• [Task objective]: Take the material below and output exactly the run of lines from the one containing "filename crates/sync/src/cache.rs" down to the one containing "loading) and a", with both included.

• [Data]:
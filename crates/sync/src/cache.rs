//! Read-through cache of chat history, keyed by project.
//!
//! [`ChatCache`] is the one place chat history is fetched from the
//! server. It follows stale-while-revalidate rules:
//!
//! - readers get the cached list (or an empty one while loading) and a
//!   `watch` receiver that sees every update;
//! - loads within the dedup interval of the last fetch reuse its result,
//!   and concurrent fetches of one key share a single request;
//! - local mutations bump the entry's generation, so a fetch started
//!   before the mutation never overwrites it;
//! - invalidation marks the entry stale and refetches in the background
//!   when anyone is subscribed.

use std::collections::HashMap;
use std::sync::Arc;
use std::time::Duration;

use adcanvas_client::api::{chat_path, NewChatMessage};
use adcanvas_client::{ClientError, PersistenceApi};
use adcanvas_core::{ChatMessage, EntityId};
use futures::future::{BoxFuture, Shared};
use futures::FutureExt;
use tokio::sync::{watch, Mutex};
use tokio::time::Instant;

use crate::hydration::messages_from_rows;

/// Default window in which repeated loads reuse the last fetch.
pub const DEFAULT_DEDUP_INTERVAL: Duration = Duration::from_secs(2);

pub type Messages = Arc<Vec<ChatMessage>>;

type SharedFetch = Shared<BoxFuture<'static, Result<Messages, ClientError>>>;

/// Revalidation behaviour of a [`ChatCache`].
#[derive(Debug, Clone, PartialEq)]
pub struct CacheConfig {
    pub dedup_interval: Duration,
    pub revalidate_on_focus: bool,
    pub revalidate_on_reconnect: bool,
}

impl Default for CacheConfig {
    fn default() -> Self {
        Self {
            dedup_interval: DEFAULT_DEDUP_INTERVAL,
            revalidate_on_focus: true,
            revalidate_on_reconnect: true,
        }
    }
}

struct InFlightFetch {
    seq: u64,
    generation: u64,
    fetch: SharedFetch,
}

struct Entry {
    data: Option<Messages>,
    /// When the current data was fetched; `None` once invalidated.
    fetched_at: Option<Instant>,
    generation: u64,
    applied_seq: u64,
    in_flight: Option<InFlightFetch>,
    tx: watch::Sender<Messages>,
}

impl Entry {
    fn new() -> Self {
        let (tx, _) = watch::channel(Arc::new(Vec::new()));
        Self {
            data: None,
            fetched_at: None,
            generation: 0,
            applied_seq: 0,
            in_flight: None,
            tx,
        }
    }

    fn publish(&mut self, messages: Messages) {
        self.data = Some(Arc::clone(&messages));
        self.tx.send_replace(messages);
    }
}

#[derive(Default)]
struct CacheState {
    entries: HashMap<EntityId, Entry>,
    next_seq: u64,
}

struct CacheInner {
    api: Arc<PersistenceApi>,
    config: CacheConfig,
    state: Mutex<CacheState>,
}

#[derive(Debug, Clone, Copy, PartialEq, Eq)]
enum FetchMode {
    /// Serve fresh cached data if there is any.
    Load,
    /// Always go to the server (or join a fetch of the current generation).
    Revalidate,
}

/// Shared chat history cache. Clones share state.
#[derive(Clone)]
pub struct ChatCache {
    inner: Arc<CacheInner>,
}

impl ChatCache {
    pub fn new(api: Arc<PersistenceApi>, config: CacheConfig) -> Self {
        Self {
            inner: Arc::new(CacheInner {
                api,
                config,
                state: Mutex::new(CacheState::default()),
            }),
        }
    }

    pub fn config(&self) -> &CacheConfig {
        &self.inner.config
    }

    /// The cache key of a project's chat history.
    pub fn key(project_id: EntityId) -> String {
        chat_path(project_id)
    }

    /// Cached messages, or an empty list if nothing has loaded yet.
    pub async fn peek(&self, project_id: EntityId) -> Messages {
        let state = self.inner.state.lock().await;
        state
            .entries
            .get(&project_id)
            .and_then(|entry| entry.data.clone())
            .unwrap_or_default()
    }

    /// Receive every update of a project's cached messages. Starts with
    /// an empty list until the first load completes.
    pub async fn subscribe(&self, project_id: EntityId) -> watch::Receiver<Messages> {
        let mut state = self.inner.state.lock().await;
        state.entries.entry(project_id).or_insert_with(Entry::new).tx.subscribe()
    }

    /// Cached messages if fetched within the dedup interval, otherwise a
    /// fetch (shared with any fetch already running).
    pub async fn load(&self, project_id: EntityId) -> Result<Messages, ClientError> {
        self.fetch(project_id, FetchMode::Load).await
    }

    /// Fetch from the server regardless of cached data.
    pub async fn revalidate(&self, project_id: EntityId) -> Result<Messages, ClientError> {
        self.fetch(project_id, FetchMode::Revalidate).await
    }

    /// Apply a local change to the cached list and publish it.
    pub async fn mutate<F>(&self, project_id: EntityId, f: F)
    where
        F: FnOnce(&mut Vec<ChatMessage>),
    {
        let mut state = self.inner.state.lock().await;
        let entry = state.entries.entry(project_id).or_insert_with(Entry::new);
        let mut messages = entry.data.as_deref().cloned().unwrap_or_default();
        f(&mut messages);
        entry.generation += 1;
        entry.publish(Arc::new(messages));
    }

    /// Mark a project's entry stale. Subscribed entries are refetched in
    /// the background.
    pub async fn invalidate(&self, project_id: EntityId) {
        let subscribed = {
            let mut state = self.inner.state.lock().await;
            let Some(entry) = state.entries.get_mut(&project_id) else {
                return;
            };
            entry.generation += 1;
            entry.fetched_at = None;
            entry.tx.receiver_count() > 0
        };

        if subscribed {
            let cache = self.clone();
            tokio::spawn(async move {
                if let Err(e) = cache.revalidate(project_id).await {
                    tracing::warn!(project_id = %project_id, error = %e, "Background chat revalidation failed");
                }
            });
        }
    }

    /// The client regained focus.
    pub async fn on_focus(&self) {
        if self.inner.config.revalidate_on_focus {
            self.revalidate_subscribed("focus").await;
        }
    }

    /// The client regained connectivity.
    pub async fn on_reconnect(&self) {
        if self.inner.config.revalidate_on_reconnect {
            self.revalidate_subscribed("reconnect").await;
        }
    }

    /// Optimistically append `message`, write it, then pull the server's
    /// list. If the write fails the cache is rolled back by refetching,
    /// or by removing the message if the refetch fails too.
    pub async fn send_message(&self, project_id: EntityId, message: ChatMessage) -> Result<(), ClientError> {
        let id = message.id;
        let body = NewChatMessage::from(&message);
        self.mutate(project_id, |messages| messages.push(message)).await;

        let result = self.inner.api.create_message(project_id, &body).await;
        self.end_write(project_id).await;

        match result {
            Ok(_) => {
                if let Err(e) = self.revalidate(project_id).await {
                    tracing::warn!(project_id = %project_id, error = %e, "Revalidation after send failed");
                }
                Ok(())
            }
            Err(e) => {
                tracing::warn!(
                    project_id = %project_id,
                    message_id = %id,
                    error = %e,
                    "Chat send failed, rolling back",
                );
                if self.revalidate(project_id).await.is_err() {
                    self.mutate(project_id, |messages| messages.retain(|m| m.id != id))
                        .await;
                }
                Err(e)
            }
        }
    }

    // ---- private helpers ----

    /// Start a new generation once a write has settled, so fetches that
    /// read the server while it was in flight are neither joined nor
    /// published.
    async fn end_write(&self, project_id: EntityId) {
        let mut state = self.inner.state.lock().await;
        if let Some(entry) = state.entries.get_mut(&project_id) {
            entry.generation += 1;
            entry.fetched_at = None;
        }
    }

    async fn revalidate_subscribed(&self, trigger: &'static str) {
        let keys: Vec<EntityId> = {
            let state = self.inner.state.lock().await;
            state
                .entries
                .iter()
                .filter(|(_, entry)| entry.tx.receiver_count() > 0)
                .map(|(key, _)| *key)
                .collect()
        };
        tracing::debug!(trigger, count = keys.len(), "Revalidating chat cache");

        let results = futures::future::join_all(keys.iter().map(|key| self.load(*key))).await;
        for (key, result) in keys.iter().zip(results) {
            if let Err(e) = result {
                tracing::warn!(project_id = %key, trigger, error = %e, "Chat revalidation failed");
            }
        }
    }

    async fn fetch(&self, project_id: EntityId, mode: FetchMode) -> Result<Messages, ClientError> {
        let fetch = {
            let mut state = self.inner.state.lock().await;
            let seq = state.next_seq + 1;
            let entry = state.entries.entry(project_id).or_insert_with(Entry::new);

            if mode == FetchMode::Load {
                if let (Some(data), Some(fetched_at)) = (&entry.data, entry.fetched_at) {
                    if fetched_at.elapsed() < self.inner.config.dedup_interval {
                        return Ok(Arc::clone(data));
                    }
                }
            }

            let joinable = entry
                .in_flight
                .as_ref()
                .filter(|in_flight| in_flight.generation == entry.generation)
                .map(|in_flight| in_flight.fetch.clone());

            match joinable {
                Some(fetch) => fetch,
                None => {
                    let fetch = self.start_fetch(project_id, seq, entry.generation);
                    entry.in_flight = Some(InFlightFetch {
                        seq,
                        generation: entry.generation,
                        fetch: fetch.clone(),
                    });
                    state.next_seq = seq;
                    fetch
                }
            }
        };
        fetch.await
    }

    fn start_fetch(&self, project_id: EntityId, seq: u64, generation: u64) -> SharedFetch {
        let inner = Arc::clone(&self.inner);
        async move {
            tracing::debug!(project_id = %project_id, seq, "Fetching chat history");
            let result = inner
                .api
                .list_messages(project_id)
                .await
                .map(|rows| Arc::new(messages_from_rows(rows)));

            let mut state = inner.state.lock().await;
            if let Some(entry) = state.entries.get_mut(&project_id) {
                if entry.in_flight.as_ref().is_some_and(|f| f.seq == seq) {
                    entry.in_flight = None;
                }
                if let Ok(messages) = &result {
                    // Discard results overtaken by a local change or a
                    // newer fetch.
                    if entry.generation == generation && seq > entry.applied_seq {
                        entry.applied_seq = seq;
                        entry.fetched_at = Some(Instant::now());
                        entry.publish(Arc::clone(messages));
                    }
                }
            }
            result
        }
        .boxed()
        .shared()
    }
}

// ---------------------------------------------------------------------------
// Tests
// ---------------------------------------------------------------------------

...

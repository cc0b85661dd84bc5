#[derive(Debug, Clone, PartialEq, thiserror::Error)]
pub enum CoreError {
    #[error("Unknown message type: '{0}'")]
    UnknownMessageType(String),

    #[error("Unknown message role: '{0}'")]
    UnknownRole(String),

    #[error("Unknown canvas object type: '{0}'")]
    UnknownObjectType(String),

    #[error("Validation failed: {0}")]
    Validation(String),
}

• [Output of the exercise]:
filename crates/sync/src/cache.rs
//! Read-through cache of chat history, keyed by project.
//!
//! [`ChatCache`] is the one place chat history is fetched from the
//! server. It follows stale-while-revalidate rules:
//!
//! - readers get the cached list (or an empty one while loading) and a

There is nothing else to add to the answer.